Start of Listed records
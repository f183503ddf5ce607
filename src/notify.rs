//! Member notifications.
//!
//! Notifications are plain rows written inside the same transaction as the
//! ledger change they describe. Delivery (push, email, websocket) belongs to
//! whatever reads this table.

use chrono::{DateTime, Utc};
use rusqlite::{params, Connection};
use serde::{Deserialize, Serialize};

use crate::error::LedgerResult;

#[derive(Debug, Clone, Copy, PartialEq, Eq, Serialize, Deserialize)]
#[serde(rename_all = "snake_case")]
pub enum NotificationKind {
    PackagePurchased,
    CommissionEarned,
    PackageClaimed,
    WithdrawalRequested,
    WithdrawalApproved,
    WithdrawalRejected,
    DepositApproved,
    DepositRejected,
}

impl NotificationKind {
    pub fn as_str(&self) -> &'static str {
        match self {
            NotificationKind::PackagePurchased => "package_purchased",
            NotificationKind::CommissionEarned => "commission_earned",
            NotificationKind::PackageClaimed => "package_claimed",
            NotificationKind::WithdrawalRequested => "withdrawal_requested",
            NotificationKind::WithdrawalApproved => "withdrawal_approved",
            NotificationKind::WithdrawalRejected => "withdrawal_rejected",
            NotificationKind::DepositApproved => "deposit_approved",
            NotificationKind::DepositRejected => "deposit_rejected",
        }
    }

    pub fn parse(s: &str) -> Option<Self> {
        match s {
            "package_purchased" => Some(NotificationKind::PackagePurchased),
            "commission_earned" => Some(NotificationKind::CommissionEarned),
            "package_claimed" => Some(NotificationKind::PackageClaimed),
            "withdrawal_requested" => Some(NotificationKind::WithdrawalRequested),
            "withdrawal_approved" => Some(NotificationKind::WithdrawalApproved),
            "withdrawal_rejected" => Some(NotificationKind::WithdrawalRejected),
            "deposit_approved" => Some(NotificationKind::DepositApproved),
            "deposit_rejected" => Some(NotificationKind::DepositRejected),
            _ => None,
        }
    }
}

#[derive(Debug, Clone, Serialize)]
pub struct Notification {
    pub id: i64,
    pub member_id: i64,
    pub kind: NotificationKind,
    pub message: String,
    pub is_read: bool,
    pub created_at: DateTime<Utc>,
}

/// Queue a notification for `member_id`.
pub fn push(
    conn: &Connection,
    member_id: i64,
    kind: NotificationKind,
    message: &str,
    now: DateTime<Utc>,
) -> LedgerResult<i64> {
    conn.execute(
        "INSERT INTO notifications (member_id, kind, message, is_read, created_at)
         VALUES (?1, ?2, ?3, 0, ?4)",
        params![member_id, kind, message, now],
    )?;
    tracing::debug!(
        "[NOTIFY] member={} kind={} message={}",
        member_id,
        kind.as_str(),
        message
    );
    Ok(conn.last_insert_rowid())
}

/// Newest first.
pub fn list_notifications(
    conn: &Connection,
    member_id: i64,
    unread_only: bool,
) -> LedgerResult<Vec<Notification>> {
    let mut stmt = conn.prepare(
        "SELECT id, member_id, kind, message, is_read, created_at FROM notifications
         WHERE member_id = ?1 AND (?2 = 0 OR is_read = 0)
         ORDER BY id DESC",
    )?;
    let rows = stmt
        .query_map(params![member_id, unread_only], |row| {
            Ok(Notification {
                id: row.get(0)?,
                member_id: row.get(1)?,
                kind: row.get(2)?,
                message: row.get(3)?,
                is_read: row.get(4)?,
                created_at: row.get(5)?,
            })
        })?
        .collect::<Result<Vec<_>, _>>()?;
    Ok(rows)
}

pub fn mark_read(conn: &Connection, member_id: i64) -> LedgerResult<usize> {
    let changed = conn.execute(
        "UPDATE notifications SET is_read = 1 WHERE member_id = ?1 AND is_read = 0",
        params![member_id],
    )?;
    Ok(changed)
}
End of Listed records
Start of Listed records
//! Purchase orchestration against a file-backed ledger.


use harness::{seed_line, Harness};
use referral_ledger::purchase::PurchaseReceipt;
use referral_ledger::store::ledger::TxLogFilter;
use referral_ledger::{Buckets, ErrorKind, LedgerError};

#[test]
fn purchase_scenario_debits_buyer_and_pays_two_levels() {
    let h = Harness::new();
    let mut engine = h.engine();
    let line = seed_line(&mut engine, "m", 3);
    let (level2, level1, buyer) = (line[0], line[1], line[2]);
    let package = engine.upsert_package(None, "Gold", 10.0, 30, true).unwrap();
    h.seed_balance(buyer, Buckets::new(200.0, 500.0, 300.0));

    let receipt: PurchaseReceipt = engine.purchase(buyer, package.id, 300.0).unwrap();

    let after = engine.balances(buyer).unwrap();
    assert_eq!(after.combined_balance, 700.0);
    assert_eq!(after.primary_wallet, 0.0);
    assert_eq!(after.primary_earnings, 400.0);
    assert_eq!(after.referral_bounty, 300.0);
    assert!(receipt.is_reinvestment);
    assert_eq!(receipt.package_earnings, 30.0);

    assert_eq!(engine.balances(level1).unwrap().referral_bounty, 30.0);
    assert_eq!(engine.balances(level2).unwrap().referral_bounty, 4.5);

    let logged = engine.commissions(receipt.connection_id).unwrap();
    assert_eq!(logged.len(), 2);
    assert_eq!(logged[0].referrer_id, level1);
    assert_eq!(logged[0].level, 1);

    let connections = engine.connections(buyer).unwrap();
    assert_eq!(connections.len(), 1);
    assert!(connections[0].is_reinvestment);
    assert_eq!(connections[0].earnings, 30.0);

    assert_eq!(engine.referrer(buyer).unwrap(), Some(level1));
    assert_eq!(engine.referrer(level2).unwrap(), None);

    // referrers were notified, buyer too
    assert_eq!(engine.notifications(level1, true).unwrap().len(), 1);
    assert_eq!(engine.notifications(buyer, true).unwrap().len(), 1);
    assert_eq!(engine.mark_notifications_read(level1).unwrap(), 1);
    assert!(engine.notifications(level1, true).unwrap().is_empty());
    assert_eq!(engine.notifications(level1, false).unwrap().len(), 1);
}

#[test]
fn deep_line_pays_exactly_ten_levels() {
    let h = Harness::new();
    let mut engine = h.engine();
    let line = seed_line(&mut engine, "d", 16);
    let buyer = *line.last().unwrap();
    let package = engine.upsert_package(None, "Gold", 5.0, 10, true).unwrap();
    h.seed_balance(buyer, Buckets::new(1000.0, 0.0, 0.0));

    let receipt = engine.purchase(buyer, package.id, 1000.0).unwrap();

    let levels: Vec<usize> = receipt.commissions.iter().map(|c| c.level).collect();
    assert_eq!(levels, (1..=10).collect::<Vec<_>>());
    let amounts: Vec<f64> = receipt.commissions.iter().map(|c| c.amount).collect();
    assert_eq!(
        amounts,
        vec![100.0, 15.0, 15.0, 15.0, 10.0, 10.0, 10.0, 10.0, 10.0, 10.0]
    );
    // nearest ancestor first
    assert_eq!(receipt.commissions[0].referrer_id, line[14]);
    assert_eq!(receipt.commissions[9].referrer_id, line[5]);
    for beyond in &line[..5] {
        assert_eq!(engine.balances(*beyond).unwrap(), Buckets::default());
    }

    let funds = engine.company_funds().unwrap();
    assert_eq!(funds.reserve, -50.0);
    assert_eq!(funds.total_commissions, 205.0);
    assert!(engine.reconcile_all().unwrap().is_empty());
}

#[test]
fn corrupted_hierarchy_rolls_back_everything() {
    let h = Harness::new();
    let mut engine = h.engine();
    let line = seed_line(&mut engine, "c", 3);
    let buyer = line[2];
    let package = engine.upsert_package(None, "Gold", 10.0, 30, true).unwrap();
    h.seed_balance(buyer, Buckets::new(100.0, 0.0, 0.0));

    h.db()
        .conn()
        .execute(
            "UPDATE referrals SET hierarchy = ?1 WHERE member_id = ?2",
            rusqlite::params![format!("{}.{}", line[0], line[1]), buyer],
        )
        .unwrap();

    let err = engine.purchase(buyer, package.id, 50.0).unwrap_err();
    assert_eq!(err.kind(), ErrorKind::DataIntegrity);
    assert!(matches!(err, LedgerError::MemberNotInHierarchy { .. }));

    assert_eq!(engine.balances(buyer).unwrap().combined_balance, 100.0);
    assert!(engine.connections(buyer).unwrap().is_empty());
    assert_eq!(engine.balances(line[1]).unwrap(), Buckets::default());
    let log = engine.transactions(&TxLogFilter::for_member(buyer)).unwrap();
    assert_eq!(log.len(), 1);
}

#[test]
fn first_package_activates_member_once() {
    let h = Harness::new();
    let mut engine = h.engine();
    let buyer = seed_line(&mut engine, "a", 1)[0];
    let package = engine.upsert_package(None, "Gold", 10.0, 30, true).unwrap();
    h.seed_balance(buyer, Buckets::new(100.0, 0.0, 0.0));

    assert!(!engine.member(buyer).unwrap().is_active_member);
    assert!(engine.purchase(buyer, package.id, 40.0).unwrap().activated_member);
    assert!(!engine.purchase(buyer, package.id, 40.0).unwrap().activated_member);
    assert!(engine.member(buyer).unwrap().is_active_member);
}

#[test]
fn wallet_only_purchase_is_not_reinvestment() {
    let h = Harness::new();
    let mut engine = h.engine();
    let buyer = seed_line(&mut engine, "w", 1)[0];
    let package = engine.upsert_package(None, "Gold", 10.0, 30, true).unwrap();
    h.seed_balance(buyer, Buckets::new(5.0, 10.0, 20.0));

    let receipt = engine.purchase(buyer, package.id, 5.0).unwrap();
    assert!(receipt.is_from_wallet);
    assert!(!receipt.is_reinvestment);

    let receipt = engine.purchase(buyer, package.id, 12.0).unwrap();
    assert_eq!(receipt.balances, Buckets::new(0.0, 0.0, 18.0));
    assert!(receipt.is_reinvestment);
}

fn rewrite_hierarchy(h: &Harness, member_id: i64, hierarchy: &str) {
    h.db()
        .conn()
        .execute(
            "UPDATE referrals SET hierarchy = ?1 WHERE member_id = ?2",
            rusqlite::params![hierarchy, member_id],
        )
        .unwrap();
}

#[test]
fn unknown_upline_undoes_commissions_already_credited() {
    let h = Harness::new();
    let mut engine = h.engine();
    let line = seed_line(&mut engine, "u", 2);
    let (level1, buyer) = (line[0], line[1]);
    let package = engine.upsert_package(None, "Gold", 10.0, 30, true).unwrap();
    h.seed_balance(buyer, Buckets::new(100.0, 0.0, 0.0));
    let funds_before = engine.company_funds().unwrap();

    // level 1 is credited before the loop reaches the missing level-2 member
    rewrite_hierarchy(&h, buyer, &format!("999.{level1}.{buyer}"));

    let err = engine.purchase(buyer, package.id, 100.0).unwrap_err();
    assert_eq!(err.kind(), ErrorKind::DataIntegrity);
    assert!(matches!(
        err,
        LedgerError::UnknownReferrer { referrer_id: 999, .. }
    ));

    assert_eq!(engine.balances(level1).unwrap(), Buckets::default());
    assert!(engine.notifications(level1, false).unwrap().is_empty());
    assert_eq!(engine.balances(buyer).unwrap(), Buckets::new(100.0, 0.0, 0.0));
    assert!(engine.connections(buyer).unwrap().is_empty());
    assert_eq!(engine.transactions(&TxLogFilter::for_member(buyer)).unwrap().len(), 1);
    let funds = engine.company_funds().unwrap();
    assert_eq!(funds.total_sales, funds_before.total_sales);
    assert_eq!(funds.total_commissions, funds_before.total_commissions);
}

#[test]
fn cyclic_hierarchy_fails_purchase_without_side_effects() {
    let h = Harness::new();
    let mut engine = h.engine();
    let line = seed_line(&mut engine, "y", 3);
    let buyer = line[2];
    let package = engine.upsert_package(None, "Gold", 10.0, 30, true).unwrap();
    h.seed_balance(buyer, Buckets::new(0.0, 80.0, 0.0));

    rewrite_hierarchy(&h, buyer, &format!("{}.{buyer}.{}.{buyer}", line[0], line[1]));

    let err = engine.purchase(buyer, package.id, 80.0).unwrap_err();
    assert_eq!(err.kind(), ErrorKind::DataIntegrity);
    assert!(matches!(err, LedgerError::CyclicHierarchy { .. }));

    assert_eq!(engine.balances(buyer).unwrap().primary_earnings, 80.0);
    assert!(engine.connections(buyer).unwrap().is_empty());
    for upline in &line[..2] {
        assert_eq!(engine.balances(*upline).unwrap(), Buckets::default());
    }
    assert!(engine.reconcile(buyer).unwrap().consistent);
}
End of Listed records
### [Work to be completed]
Reproduce every line above containing "params".

### [Result]
use rusqlite::{params, Connection};
        params![member_id, kind, message, now],
        .query_map(params![member_id, unread_only], |row| {
        params![member_id],
            rusqlite::params![format!("{}.{}", line[0], line[1]), buyer],
            rusqlite::params![hierarchy, member_id],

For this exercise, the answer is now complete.